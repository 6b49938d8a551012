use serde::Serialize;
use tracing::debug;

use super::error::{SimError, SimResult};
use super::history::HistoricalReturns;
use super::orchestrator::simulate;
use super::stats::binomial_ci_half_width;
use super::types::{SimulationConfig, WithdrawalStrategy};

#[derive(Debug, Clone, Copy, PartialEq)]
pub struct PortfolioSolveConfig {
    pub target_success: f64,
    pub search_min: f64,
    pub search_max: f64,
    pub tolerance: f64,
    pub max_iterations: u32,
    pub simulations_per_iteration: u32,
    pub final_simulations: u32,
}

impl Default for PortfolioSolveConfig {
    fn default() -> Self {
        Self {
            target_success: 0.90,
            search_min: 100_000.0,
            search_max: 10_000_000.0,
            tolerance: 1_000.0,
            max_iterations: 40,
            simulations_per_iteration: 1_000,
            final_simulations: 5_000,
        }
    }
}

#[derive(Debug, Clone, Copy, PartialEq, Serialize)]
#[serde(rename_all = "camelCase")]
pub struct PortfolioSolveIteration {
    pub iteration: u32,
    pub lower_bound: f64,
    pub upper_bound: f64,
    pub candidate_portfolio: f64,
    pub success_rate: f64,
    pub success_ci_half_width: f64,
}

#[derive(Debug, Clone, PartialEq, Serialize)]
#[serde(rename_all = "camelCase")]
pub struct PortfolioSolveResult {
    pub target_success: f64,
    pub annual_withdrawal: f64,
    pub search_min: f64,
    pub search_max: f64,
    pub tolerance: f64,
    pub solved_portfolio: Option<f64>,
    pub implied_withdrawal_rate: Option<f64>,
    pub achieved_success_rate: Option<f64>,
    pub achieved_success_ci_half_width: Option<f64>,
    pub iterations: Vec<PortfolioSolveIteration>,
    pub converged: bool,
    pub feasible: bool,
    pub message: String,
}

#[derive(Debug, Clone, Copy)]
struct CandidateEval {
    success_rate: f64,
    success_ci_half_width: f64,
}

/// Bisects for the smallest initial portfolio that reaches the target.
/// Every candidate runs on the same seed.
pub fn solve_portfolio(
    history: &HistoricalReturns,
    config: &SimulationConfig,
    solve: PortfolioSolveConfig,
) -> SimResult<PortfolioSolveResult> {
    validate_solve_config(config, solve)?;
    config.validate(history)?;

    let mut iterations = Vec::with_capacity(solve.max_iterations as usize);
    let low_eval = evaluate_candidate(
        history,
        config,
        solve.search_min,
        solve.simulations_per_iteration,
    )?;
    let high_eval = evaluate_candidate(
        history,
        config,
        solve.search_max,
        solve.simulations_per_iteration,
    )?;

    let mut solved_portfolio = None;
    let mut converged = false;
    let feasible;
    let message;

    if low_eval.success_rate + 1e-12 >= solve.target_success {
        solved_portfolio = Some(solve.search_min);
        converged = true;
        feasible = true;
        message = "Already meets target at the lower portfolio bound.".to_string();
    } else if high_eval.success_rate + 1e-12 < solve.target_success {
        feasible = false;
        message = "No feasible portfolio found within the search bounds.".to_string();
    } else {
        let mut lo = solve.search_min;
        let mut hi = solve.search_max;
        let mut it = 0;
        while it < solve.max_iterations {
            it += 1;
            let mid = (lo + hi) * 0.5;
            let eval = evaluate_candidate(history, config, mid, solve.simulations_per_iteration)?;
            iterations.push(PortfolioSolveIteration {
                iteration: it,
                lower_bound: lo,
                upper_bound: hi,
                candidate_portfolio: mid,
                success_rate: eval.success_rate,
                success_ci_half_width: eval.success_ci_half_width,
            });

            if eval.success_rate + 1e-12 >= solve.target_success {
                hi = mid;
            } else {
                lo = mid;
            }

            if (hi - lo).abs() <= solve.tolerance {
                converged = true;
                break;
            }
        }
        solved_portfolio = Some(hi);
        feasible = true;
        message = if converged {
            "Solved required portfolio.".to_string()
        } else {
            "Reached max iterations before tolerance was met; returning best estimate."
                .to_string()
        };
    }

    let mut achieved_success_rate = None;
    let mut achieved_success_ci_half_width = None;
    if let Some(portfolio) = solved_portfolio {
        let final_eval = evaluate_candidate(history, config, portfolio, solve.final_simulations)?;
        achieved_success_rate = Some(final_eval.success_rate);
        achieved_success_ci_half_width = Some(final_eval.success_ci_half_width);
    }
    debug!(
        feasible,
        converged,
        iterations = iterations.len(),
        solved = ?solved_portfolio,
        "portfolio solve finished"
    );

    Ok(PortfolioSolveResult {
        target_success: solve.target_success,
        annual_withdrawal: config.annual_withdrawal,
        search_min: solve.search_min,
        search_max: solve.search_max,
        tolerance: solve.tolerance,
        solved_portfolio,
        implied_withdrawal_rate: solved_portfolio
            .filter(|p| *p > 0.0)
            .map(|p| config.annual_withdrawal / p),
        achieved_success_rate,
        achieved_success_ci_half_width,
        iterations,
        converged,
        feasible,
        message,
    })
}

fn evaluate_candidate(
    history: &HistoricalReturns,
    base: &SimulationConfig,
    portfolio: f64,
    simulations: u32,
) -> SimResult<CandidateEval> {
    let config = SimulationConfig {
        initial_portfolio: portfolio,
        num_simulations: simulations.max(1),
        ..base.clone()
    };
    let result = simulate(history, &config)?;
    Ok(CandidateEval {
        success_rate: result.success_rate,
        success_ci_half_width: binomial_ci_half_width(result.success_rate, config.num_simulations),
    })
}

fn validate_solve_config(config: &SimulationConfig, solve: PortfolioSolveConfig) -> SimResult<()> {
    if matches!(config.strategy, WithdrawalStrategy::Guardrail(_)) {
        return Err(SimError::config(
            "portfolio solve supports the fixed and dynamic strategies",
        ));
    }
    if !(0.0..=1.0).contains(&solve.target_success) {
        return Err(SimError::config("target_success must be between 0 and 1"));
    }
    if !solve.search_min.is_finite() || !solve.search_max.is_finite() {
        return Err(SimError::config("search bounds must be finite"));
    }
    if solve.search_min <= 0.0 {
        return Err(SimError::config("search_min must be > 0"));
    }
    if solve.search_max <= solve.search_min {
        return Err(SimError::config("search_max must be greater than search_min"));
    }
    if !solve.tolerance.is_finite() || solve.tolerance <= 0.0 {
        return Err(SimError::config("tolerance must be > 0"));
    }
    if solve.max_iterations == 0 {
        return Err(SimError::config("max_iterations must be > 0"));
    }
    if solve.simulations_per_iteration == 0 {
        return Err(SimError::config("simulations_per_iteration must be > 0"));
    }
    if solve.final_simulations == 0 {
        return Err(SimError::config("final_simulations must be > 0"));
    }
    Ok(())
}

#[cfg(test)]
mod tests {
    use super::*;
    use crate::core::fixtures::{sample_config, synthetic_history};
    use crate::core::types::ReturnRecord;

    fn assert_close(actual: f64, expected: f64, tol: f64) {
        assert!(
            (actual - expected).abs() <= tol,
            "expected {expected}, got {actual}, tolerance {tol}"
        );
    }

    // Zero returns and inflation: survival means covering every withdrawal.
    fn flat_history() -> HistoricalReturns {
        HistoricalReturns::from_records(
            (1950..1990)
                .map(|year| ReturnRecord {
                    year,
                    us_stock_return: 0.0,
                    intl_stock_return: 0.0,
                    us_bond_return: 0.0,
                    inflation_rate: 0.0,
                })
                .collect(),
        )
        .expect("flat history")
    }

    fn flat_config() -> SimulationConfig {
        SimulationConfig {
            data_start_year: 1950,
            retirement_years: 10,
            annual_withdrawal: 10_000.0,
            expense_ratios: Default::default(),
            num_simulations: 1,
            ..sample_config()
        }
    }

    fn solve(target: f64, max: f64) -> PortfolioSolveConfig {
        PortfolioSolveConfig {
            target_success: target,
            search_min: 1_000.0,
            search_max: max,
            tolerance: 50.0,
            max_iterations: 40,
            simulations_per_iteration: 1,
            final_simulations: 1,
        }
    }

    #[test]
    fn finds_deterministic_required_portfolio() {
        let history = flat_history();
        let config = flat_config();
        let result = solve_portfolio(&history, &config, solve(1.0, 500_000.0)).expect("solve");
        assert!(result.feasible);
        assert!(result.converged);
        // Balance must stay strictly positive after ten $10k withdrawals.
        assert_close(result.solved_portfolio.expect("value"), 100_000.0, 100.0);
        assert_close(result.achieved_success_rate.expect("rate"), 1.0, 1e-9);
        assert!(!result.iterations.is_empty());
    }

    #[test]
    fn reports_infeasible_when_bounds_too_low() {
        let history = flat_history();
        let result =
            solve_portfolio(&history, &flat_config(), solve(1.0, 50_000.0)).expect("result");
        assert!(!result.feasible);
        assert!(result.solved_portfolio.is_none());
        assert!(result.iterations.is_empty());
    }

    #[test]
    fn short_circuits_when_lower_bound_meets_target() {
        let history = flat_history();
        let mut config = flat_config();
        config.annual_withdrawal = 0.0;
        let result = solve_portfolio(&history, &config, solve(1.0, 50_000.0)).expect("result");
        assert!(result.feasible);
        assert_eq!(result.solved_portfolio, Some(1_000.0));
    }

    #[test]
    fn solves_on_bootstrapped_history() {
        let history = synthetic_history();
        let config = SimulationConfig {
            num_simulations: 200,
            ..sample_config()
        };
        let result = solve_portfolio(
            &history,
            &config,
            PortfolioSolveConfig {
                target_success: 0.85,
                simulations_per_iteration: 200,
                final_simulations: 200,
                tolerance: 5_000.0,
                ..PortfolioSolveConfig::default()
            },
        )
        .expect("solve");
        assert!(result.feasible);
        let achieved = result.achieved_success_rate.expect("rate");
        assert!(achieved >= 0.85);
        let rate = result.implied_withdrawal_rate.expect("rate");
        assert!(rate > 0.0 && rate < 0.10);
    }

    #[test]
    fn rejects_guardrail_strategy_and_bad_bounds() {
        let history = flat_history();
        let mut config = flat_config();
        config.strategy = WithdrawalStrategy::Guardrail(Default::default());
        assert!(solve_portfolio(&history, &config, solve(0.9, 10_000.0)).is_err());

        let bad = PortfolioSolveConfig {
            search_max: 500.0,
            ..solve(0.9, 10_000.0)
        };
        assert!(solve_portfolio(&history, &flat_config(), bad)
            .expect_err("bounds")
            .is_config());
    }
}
==
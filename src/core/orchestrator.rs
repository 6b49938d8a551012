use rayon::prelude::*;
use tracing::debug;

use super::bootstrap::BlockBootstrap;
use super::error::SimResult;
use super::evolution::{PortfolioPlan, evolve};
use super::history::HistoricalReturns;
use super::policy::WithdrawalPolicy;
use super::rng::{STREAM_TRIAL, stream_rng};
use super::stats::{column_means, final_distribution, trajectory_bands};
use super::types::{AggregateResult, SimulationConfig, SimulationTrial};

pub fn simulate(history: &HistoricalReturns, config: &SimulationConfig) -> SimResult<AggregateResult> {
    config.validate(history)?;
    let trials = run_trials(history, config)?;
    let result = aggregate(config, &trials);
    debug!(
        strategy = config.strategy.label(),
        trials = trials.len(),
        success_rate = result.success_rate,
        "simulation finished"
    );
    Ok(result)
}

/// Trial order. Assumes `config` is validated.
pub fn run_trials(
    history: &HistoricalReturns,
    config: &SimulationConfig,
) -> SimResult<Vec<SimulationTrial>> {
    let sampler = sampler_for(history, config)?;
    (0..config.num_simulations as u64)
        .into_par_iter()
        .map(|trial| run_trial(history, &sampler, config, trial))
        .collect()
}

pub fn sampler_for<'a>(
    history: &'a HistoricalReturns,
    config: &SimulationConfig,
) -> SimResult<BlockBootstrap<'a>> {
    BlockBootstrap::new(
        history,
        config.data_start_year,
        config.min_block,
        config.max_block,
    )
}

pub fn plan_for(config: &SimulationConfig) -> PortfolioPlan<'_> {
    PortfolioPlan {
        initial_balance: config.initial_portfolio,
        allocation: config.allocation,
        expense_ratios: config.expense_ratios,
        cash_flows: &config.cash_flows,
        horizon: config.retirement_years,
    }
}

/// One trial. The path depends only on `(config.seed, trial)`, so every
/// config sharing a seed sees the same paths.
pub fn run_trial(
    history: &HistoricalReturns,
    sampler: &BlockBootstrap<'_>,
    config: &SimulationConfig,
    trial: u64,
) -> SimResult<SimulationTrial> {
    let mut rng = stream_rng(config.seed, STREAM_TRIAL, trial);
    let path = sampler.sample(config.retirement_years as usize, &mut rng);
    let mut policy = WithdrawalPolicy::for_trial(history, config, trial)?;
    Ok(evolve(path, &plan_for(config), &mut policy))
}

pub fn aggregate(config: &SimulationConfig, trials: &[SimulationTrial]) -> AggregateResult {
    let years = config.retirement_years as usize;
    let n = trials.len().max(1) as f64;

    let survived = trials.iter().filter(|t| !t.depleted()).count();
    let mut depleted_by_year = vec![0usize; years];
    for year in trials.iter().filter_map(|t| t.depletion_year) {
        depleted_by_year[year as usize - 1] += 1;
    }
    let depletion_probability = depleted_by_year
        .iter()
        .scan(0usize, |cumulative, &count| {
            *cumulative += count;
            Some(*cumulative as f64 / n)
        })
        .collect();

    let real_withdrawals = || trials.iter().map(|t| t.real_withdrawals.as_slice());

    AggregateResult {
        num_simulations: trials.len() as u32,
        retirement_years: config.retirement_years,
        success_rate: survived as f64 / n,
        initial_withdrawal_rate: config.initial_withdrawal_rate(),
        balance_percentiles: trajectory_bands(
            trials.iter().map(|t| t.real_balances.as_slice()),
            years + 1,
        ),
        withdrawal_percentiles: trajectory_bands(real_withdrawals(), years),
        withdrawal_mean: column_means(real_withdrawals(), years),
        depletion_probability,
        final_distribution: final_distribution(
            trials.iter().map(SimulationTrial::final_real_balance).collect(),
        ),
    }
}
...
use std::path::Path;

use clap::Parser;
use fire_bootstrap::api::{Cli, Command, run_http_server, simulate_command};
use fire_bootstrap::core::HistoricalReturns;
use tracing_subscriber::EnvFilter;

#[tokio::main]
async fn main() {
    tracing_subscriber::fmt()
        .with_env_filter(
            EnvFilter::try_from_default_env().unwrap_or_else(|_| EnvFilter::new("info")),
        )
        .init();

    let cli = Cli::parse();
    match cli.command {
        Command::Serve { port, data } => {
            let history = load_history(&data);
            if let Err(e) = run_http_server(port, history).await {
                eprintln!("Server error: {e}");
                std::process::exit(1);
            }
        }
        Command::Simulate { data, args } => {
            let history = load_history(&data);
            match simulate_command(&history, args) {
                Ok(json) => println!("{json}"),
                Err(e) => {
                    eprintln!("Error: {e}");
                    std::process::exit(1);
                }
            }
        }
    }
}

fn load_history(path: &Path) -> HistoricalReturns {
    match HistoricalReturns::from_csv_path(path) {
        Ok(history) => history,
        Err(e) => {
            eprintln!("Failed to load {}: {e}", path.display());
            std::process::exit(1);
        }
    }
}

INSTRUCTIONS FOR THE TASK = A complete answer lists each line of the data that holds the word "stats".

RESPONSE TO THIS TASK =
use super::stats::binomial_ci_half_width;
use super::stats::{column_means, final_distribution, trajectory_bands};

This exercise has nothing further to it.